• [Supplied data]:

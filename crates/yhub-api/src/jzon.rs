// JZON differential JSON codec
//
// Hubs avoid re-sending unchanged JSON structure: once a client has seen a
// canonical `api.json` for a given firmware release, later fetches can
// request a compacted form where objects collapse to positional arrays.
// Expansion walks a reference template of the same shape and restores the
// key structure; the reference keeps only `serialNumber` (truncated to the
// serial base) and `firmwareRelease` so a stale template is detectable.

use std::collections::{HashMap, HashSet};
use std::path::PathBuf;
use std::sync::{Arc, Mutex};

use serde_json::{Map, Value};
use tracing::{debug, warn};

use crate::error::Error;

/// Length of the model prefix of a serial number (`YHUBETH1-10245A` -> `YHUBETH1`).
pub const SERIAL_BASE_LEN: usize = 8;

/// The model prefix of a serial number, used to key reference templates.
pub fn serial_base(serial: &str) -> &str {
    let end = serial.find('-').unwrap_or(serial.len()).min(SERIAL_BASE_LEN);
    &serial[..end]
}

// ── Expansion ────────────────────────────────────────────────────────

/// Expand a JZON-compacted structure against a reference template.
///
/// The walk follows the reference: object keys are matched in the input by
/// name when the input kept them, by position otherwise; arrays recurse
/// element-wise; scalar leaves copy straight from the input. The `services`
/// key expands specially (white pages / yellow pages, see
/// [`expand_services`]).
pub fn expand(compact: &Value, reference: &Value) -> Result<Value, Error> {
    match reference {
        Value::Object(ref_map) => {
            let mut out = Map::with_capacity(ref_map.len());
            for (idx, (key, ref_child)) in ref_map.iter().enumerate() {
                let input_child = pick_child(compact, key, idx).ok_or_else(|| {
                    Error::protocol(format!("jzon structure mismatch: no value for `{key}`"))
                })?;
                let value = if key == "services" {
                    expand_services(input_child, ref_child)?
                } else {
                    expand(input_child, ref_child)?
                };
                out.insert(key.clone(), value);
            }
            Ok(Value::Object(out))
        }
        Value::Array(ref_items) => {
            let input_items = compact.as_array().ok_or_else(|| {
                Error::protocol("jzon structure mismatch: expected array".to_owned())
            })?;
            let mut out = Vec::with_capacity(input_items.len());
            for (idx, item) in input_items.iter().enumerate() {
                // Past the reference's length, reuse its first element as
                // the per-item template (homogeneous lists).
                let template = ref_items
                    .get(idx)
                    .or_else(|| ref_items.first())
                    .unwrap_or(&Value::Null);
                out.push(expand(item, template)?);
            }
            Ok(Value::Array(out))
        }
        // Scalar leaf: the compact form carries the value verbatim.
        _ => Ok(compact.clone()),
    }
}

/// Select the input value for a reference key: by name if the input kept
/// its object form, by position if it was compacted to an array.
fn pick_child<'a>(compact: &'a Value, key: &str, idx: usize) -> Option<&'a Value> {
    match compact {
        Value::Object(map) => map.get(key),
        Value::Array(items) => items.get(idx),
        _ => None,
    }
}

/// Expand the `services` section.
///
/// The compact form is an ordered pair `[whitePages, yellowPages]`. White
/// pages entries all decode against the reference's first white-pages
/// entry; yellow pages is a map from function class to entry lists, every
/// entry decoding against the first yellow-pages entry found in the
/// reference (all classes share one shape).
fn expand_services(compact: &Value, reference: &Value) -> Result<Value, Error> {
    let (wp_in, yp_in) = match compact {
        Value::Array(pair) if pair.len() == 2 => (&pair[0], &pair[1]),
        // Not compacted after all -- pass through the object form.
        Value::Object(_) => return Ok(compact.clone()),
        _ => {
            return Err(Error::protocol(
                "jzon structure mismatch: services is not a [whitePages, yellowPages] pair"
                    .to_owned(),
            ));
        }
    };

    let wp_template = reference
        .get("whitePages")
        .and_then(Value::as_array)
        .and_then(|a| a.first())
        .ok_or_else(|| Error::protocol("jzon reference has no whitePages template".to_owned()))?;
    let yp_template = reference
        .get("yellowPages")
        .and_then(Value::as_object)
        .and_then(|classes| {
            classes
                .values()
                .find_map(|v| v.as_array().and_then(|a| a.first()))
        })
        .ok_or_else(|| Error::protocol("jzon reference has no yellowPages template".to_owned()))?;

    let wp_entries = wp_in
        .as_array()
        .ok_or_else(|| Error::protocol("jzon whitePages is not an array".to_owned()))?;
    let mut white_pages = Vec::with_capacity(wp_entries.len());
    for entry in wp_entries {
        white_pages.push(expand(entry, wp_template)?);
    }

    let yp_classes = yp_in
        .as_object()
        .ok_or_else(|| Error::protocol("jzon yellowPages is not an object".to_owned()))?;
    let mut yellow_pages = Map::with_capacity(yp_classes.len());
    for (class, entries) in yp_classes {
        let entries = entries.as_array().ok_or_else(|| {
            Error::protocol(format!("jzon yellowPages class `{class}` is not a list"))
        })?;
        let mut out = Vec::with_capacity(entries.len());
        for entry in entries {
            out.push(expand(entry, yp_template)?);
        }
        yellow_pages.insert(class.clone(), Value::Array(out));
    }

    let mut services = Map::with_capacity(2);
    services.insert("whitePages".to_owned(), Value::Array(white_pages));
    services.insert("yellowPages".to_owned(), Value::Object(yellow_pages));
    Ok(Value::Object(services))
}

/// Check that an expanded structure matches its reference's firmware.
///
/// A diff can only be decoded against a reference from the same firmware
/// release; a mismatch means the reference is stale and the caller must
/// fall back to a canonical (non-differential) fetch.
pub fn verify_firmware(decoded: &Value, reference: &Value) -> Result<(), Error> {
    let got = firmware_release(decoded);
    let expected = firmware_release(reference);
    if got == expected {
        Ok(())
    } else {
        Err(Error::protocol(format!(
            "jzon firmware mismatch: decoded `{}` but reference is `{}`",
            got.unwrap_or(""),
            expected.unwrap_or(""),
        )))
    }
}

/// `module.firmwareRelease` of a full device API structure.
pub fn firmware_release(api: &Value) -> Option<&str> {
    api.get("module")?.get("firmwareRelease")?.as_str()
}

// ── Reference derivation ─────────────────────────────────────────────

/// Derive a reference template from a canonical device API structure.
///
/// Every scalar leaf is blanked, except `serialNumber` values (kept,
/// truncated to the serial base) and `firmwareRelease` (kept verbatim so
/// stale references are detectable at decode time).
pub fn make_reference(full: &Value) -> Value {
    blank(full, None)
}

fn blank(value: &Value, key: Option<&str>) -> Value {
    match value {
        Value::Object(map) => Value::Object(
            map.iter()
                .map(|(k, v)| (k.clone(), blank(v, Some(k))))
                .collect(),
        ),
        Value::Array(items) => Value::Array(items.iter().map(|v| blank(v, key)).collect()),
        other => match key {
            Some("serialNumber") => {
                let serial = other.as_str().unwrap_or("");
                Value::String(serial_base(serial).to_owned())
            }
            Some("firmwareRelease") => other.clone(),
            _ => Value::String(String::new()),
        },
    }
}

// ── Reference store ──────────────────────────────────────────────────

/// Cache of reference templates, keyed by `(serial base, firmware release)`.
///
/// Optionally persisted to disk, one file per
/// `<serial-base>_<sanitized-firmware>.json`. On a firmware mismatch the
/// disk file is left in place but the key is marked untrusted in memory;
/// the next canonical fetch re-derives the template and clears the mark.
pub struct ReferenceStore {
    dir: Option<PathBuf>,
    cache: Mutex<HashMap<String, Arc<Value>>>,
    untrusted: Mutex<HashSet<String>>,
}

impl ReferenceStore {
    /// In-memory store (no persistence).
    pub fn in_memory() -> Self {
        Self {
            dir: None,
            cache: Mutex::new(HashMap::new()),
            untrusted: Mutex::new(HashSet::new()),
        }
    }

    /// Store persisting templates under `dir` (created on first write).
    pub fn with_dir(dir: impl Into<PathBuf>) -> Self {
        Self {
            dir: Some(dir.into()),
            ..Self::in_memory()
        }
    }

    fn key(base: &str, firmware: &str) -> String {
        format!("{base}_{}", sanitize_firmware(firmware))
    }

    /// Derive and retain the reference for a canonical API structure.
    ///
    /// Clears any untrusted mark for the key. Disk persistence is
    /// best-effort: an IO failure is logged and the in-memory template is
    /// kept regardless.
    pub fn store_canonical(&self, full: &Value) {
        let Some(serial) = full
            .get("module")
            .and_then(|m| m.get("serialNumber"))
            .and_then(Value::as_str)
        else {
            return;
        };
        let Some(firmware) = firmware_release(full) else {
            return;
        };

        let key = Self::key(serial_base(serial), firmware);
        let reference = Arc::new(make_reference(full));

        if let Some(dir) = &self.dir {
            if let Err(e) = std::fs::create_dir_all(dir)
                .and_then(|()| std::fs::write(dir.join(format!("{key}.json")), reference.to_string()))
            {
                warn!(%key, error = %e, "failed to persist jzon reference");
            }
        }

        self.untrusted.lock().expect("reference lock poisoned").remove(&key);
        self.cache
            .lock()
            .expect("reference lock poisoned")
            .insert(key.clone(), reference);
        debug!(%key, "stored jzon reference");
    }

    /// Look up a usable reference. Untrusted keys resolve to `None` until
    /// a canonical fetch re-derives them.
    pub fn lookup(&self, base: &str, firmware: &str) -> Option<Arc<Value>> {
        let key = Self::key(base, firmware);
        if self
            .untrusted
            .lock()
            .expect("reference lock poisoned")
            .contains(&key)
        {
            return None;
        }

        if let Some(found) = self
            .cache
            .lock()
            .expect("reference lock poisoned")
            .get(&key)
        {
            return Some(Arc::clone(found));
        }

        // Fall back to disk.
        let dir = self.dir.as_ref()?;
        let text = std::fs::read_to_string(dir.join(format!("{key}.json"))).ok()?;
        let parsed: Value = serde_json::from_str(&text).ok()?;
        let reference = Arc::new(parsed);
        self.cache
            .lock()
            .expect("reference lock poisoned")
            .insert(key, Arc::clone(&reference));
        Some(reference)
    }

    /// Mark a key untrusted after a firmware mismatch. The disk file is
    /// left untouched; only a fresh canonical fetch clears the mark.
    pub fn mark_untrusted(&self, base: &str, firmware: &str) {
        let key = Self::key(base, firmware);
        warn!(%key, "marking jzon reference untrusted");
        self.cache
            .lock()
            .expect("reference lock poisoned")
            .remove(&key);
        self.untrusted
            .lock()
            .expect("reference lock poisoned")
            .insert(key);
    }
}

/// Make a firmware release string safe for use in a file name.
fn sanitize_firmware(firmware: &str) -> String {
    firmware
        .chars()
        .map(|c| {
            if c.is_ascii_alphanumeric() || c == '.' || c == '-' {
                c
            } else {
                '_'
            }
        })
        .collect()
}

// ── Tests ────────────────────────────────────────────────────────────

• [Exercise description]: Go through the records above and copy every line with the word "lists".

• [Result of the task]:
                // the per-item template (homogeneous lists).
/// entry; yellow pages is a map from function class to entry lists, every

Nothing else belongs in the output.